Public displays of affection

I can’t help but love the story of the British government flying the Union Jack the wrong way up at the signing of a trade agreement with China. It’s the kind of Basil Fawlty-esque commitment to getting things ever so slightly wrong that marks the UK out from the rest of the world.

Actually, it’s perhaps not surprising that nobody’s quite sure which way the flag should go, given that the last few years have seen the flag’s importance to the nation diminish slightly. With dubious right wing factions effectively purloining the Union Jack for their anti-immigration and – let’s face it – racist views, flying a British flag has become less and less common.

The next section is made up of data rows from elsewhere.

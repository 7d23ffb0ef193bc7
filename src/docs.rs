use std::sync::Arc;

use axum::routing::get;
use axum::{Json, Router};
use serde_json::{json, Value};
use utoipa::OpenApi;
use utoipa_swagger_ui::SwaggerUi;

use crate::models;
use crate::routes;

#[derive(OpenApi)]
#[openapi(
    paths(
        routes::health::health,
        routes::config::get_config,
        routes::plans::list_plans,
        routes::plans::create_plan,
        routes::plans::get_plan,
        routes::plans::update_plan,
        routes::plans::delete_plan,
        routes::expenses::list_expenses,
        routes::expenses::create_expense,
        routes::expenses::get_expense,
        routes::expenses::update_expense,
        routes::expenses::delete_expense,
        routes::vendors::list_vendors,
        routes::vendors::create_vendor,
        routes::vendors::get_vendor,
        routes::vendors::update_vendor,
        routes::vendors::delete_vendor,
        routes::campaigns::list_campaigns,
        routes::campaigns::create_campaign,
        routes::campaigns::get_campaign,
        routes::campaigns::update_campaign,
        routes::campaigns::delete_campaign,
        routes::plan_types::list_plan_types,
        routes::plan_types::create_plan_type,
        routes::plan_types::update_plan_type,
        routes::plan_types::delete_plan_type,
        routes::plan_types::list_budgets,
        routes::plan_types::upsert_budget,
        routes::activity_types::list_activity_types,
        routes::activity_types::create_activity_type,
        routes::activity_types::update_activity_type,
        routes::activity_types::delete_activity_type,
    ),
    components(
        schemas(
            models::plan::Plan,
            models::plan::PlanCreateRequest,
            models::plan::PlanUpdateRequest,
            models::expense::Expense,
            models::expense::ExpenseCreateRequest,
            models::expense::ExpenseUpdateRequest,
            models::vendor::Vendor,
            models::vendor::VendorCreateRequest,
            models::vendor::VendorUpdateRequest,
            models::campaign::Campaign,
            models::campaign::CampaignCreateRequest,
            models::campaign::CampaignUpdateRequest,
            models::lookup::PlanType,
            models::lookup::ActivityType,
            models::lookup::PlanTypeBudget,
            models::lookup::LookupCreateRequest,
            models::lookup::LookupUpdateRequest,
            models::lookup::BudgetUpsertRequest,
            routes::config::PackConfigResponse,
            routes::config::ReadScopes,
            routes::health::HealthResponse,
        )
    ),
    tags(
        (name = "Health", description = "Liveness probes"),
        (name = "Config", description = "Caller-scoped pack configuration"),
        (name = "Plans", description = "Marketing plan management"),
        (name = "Expenses", description = "Expense tracking"),
        (name = "Vendors", description = "Vendor directory"),
        (name = "Campaigns", description = "Campaign management"),
        (name = "Lookups", description = "Plan types, activity types and budgets"),
    )
)]
pub struct ApiDoc;

/// Build the OpenAPI document and inject the bearer auth scheme so the
/// Swagger Authorize dialog can attach tokens.
pub fn build_openapi() -> anyhow::Result<utoipa::openapi::OpenApi> {
    let mut doc = serde_json::to_value(ApiDoc::openapi())?;

    ensure_bearer_scheme(&mut doc);

    Ok(serde_json::from_value(doc)?)
}

pub fn swagger_routes(doc: utoipa::openapi::OpenApi) -> Router {
    let swagger_config = utoipa_swagger_ui::Config::new(["/api-docs/openapi.json"])
        .try_it_out_enabled(true)
        .persist_authorization(true);

    let doc_json = Arc::new(serde_json::to_value(&doc).expect("OpenAPI serialization must succeed"));

    let json_route = {
        let doc_json = Arc::clone(&doc_json);
        get(move || {
            let doc_json = Arc::clone(&doc_json);
            async move { Json((*doc_json).clone()) }
        })
    };

    Router::new()
        .route("/api-docs/openapi.json", json_route)
        .merge(SwaggerUi::new("/docs").config(swagger_config))
}

fn ensure_bearer_scheme(doc: &mut Value) {
    let components = doc
        .as_object_mut()
        .expect("OpenAPI document is an object")
        .entry("components")
        .or_insert_with(|| json!({}));

    if let Some(components) = components.as_object_mut() {
        let schemes = components
            .entry("securitySchemes")
            .or_insert_with(|| json!({}));
        if let Some(schemes) = schemes.as_object_mut() {
            schemes.insert(
                "bearerAuth".to_string(),
                json!({
                    "type": "http",
                    "scheme": "bearer",
                    "bearerFormat": "JWT"
                }),
            );
        }
    }
}

#[cfg(test)]
mod tests {
    use super::*;

    #[test]
    fn document_lists_every_route() {
        let doc = serde_json::to_value(ApiDoc::openapi()).unwrap();
        let paths = doc["paths"].as_object().unwrap();

        assert!(!paths.is_empty(), "document must carry operations");
        for path in [
            "/api/health",
            "/api/config",
            "/plans",
            "/plans/{id}",
            "/expenses",
            "/expenses/{id}",
            "/vendors/{id}",
            "/campaigns/{id}",
            "/plan-types/{id}/budgets",
            "/activity-types/{id}",
        ] {
            assert!(paths.contains_key(path), "missing path: {path}");
        }

        // Each method documented on a path shows up as an operation.
        assert!(paths["/plans"].get("get").is_some());
        assert!(paths["/plans"].get("post").is_some());
        assert!(paths["/plans/{id}"].get("put").is_some());
        assert!(paths["/plans/{id}"].get("delete").is_some());
    }

    #[test]
    fn built_document_carries_bearer_scheme() {
        let doc = build_openapi().unwrap();
        let doc = serde_json::to_value(doc).unwrap();

        assert_eq!(
            doc["components"]["securitySchemes"]["bearerAuth"]["scheme"],
            "bearer"
        );
        assert!(!doc["paths"].as_object().unwrap().is_empty());
    }
}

In contrast, if ‘loving flags’ was an Olympic sport, the United States would be the undisputed gold medallist every single time. If there’s a city block in New York that doesn’t have a single Stars & Stripes on it, I am yet to see it. From bumper stickers to billboard sized enormoflags, America loves to wave its charms in the air (and wave ’em like it just don’t care, I hasten to add).

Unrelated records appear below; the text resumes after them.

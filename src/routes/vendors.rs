use axum::extract::{Path, State};
use axum::http::StatusCode;
use axum::Json;
use sqlx::SqlitePool;
use uuid::Uuid;

use crate::app::AppState;
use crate::authz::{ActionVerb, Caller, EntityKind, ScopeFilter};
use crate::errors::{AppError, AppResult};
use crate::models::vendor::{DbVendor, Vendor, VendorCreateRequest, VendorUpdateRequest};
use crate::utils::utc_now;

const VENDOR_COLUMNS: &str =
    "id, name, contact_name, contact_email, website, notes, created_at, updated_at, deleted_at";

// Vendors have no ownership column.
const HAS_OWNER: bool = false;

#[utoipa::path(
    get,
    path = "/vendors",
    tag = "Vendors",
    responses((status = 200, description = "List vendors", body = [Vendor])),
    security(("bearerAuth" = []))
)]
pub async fn list_vendors(
    State(state): State<AppState>,
    caller: Caller,
) -> AppResult<Json<Vec<Vendor>>> {
    let mode = state
        .scope
        .resolve(&caller, Some(EntityKind::Vendors), ActionVerb::Read)
        .await;
    if mode.filter(&caller, HAS_OWNER) == ScopeFilter::DenyAll {
        return Ok(Json(Vec::new()));
    }

    let rows = sqlx::query_as::<_, DbVendor>(&format!(
        "SELECT {VENDOR_COLUMNS} FROM vendors WHERE deleted_at IS NULL ORDER BY name",
    ))
    .fetch_all(&state.pool)
    .await?;

    let vendors: Vec<Vendor> = rows
        .into_iter()
        .map(Vendor::try_from)
        .collect::<Result<_, _>>()?;

    Ok(Json(vendors))
}

#[utoipa::path(
    post,
    path = "/vendors",
    tag = "Vendors",
    request_body = VendorCreateRequest,
    responses(
        (status = 201, description = "Vendor created", body = Vendor),
        (status = 403, description = "Write scope denied"),
    ),
    security(("bearerAuth" = []))
)]
pub async fn create_vendor(
    State(state): State<AppState>,
    caller: Caller,
    Json(payload): Json<VendorCreateRequest>,
) -> AppResult<(StatusCode, Json<Vendor>)> {
    let mode = state
        .scope
        .resolve(&caller, Some(EntityKind::Vendors), ActionVerb::Write)
        .await;
    if mode.filter(&caller, HAS_OWNER) == ScopeFilter::DenyAll {
        return Err(AppError::forbidden("insufficient scope to create vendors"));
    }

    let now = utc_now();
    let vendor_id = Uuid::new_v4();

    sqlx::query(
        "INSERT INTO vendors (id, name, contact_name, contact_email, website, notes, created_at, updated_at) VALUES (?, ?, ?, ?, ?, ?, ?, ?)",
    )
    .bind(vendor_id)
    .bind(&payload.name)
    .bind(&payload.contact_name)
    .bind(&payload.contact_email)
    .bind(&payload.website)
    .bind(&payload.notes)
    .bind(now)
    .bind(now)
    .execute(&state.pool)
    .await?;

    let vendor: Vendor = fetch_vendor(&state.pool, vendor_id).await?.try_into()?;

    Ok((StatusCode::CREATED, Json(vendor)))
}

#[utoipa::path(
    get,
    path = "/vendors/{id}",
    tag = "Vendors",
    params(("id" = Uuid, Path, description = "Vendor id")),
    responses(
        (status = 200, description = "Vendor detail", body = Vendor),
        (status = 404, description = "Vendor not found or read scope denied"),
    ),
    security(("bearerAuth" = []))
)]
pub async fn get_vendor(
    State(state): State<AppState>,
    caller: Caller,
    Path(id): Path<Uuid>,
) -> AppResult<Json<Vendor>> {
    let mode = state
        .scope
        .resolve(&caller, Some(EntityKind::Vendors), ActionVerb::Read)
        .await;
    if mode.filter(&caller, HAS_OWNER) == ScopeFilter::DenyAll {
        return Err(AppError::not_found("vendor not found"));
    }

    let vendor: Vendor = fetch_vendor(&state.pool, id).await?.try_into()?;
    Ok(Json(vendor))
}

#[utoipa::path(
    put,
    path = "/vendors/{id}",
    tag = "Vendors",
    params(("id" = Uuid, Path, description = "Vendor id")),
    request_body = VendorUpdateRequest,
    responses(
        (status = 200, description = "Vendor updated", body = Vendor),
        (status = 403, description = "Write scope denied"),
    ),
    security(("bearerAuth" = []))
)]
pub async fn update_vendor(
    State(state): State<AppState>,
    caller: Caller,
    Path(id): Path<Uuid>,
    Json(payload): Json<VendorUpdateRequest>,
) -> AppResult<Json<Vendor>> {
    let mode = state
        .scope
        .resolve(&caller, Some(EntityKind::Vendors), ActionVerb::Write)
        .await;
    if mode.filter(&caller, HAS_OWNER) == ScopeFilter::DenyAll {
        return Err(AppError::forbidden("insufficient scope to update vendors"));
    }

    let mut vendor = fetch_vendor(&state.pool, id).await?;

    if let Some(name) = payload.name.as_ref() {
        vendor.name = name.clone();
    }
    if payload.contact_name.is_some() {
        vendor.contact_name = payload.contact_name.clone();
    }
    if payload.contact_email.is_some() {
        vendor.contact_email = payload.contact_email.clone();
    }
    if payload.website.is_some() {
        vendor.website = payload.website.clone();
    }
    if payload.notes.is_some() {
        vendor.notes = payload.notes.clone();
    }

    let now = utc_now();

    sqlx::query(
        "UPDATE vendors SET name = ?, contact_name = ?, contact_email = ?, website = ?, notes = ?, updated_at = ? WHERE id = ?",
    )
    .bind(&vendor.name)
    .bind(&vendor.contact_name)
    .bind(&vendor.contact_email)
    .bind(&vendor.website)
    .bind(&vendor.notes)
    .bind(now)
    .bind(vendor.id)
    .execute(&state.pool)
    .await?;

    vendor.updated_at = now;
    let vendor: Vendor = vendor.try_into()?;

    Ok(Json(vendor))
}

#[utoipa::path(
    delete,
    path = "/vendors/{id}",
    tag = "Vendors",
    params(("id" = Uuid, Path, description = "Vendor id")),
    responses(
        (status = 204, description = "Vendor soft deleted"),
        (status = 403, description = "Delete scope denied"),
    ),
    security(("bearerAuth" = []))
)]
pub async fn delete_vendor(
    State(state): State<AppState>,
    caller: Caller,
    Path(id): Path<Uuid>,
) -> AppResult<StatusCode> {
    let mode = state
        .scope
        .resolve(&caller, Some(EntityKind::Vendors), ActionVerb::Delete)
        .await;
    if mode.filter(&caller, HAS_OWNER) == ScopeFilter::DenyAll {
        return Err(AppError::forbidden("insufficient scope to delete vendors"));
    }

    let _ = fetch_vendor(&state.pool, id).await?;

    let now = utc_now();
    let affected = sqlx::query(
        "UPDATE vendors SET deleted_at = ?, updated_at = ? WHERE id = ? AND deleted_at IS NULL",
    )
    .bind(now)
    .bind(now)
    .bind(id)
    .execute(&state.pool)
    .await?;

    if affected.rows_affected() == 0 {
        return Err(AppError::not_found("vendor not found"));
    }

    Ok(StatusCode::NO_CONTENT)
}

async fn fetch_vendor(pool: &SqlitePool, vendor_id: Uuid) -> AppResult<DbVendor> {
    sqlx::query_as::<_, DbVendor>(&format!(
        "SELECT {VENDOR_COLUMNS} FROM vendors WHERE id = ? AND deleted_at IS NULL",
    ))
    .bind(vendor_id)
    .fetch_optional(pool)
    .await?
    .ok_or_else(|| AppError::not_found("vendor not found"))
}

But for some people, it seems, the Stars & Stripes just isn’t a great enough commitment to the holy principle of flag flying. Certain folk have obviously decided that they’re not truly making use of their fundamental right to pin their colours to the mast if they’re only flying the American flag.

At least, that’s the only explanation I can think of for the fact that walking around my neighbourhood last night, I saw at least five banners on poles outside homes, proudly proclaiming “Happy Valentines Day”.

Now, last time I looked, St Valentines Day was a private thing between two people who love each other. Sure, you might make some grand public gesture (although the sight of one person proposing to another on a giant screen at a sports game is enough to cause me involuntary wretching), but essentially February 14th is a reminder to tell your nearest and dearest that you love them rather than giving your postmanmailman, pizza delivery person and general passers-by a virtual smooch. Obviously, you haven’t seen the guy who lives opposite us, but rest assured that the last thing I want him doing is getting the wrong idea.

Clearly Hallmark et al have tired of creating new holidays, and have decided to expand into flag creation. Next thing you know, people will be unfurling ‘Have a great funeral!’ flags, or ‘Happy Administrative Professional Day’ banners outside their homes.

Rumours that a special bong-shaped flag is being worked on for Michael Phelps’ London 2012 campaign could not be confirmed at time of going to press.

13 thoughts on “Public displays of affection

  1. Silverback

    The US is certainly in a league of it’s own when it comes to flag waving and just you dare burn one, let one drag on the ground or diss it in any way, and you’ll be extradited faster than you can say ‘Uncle Sam.’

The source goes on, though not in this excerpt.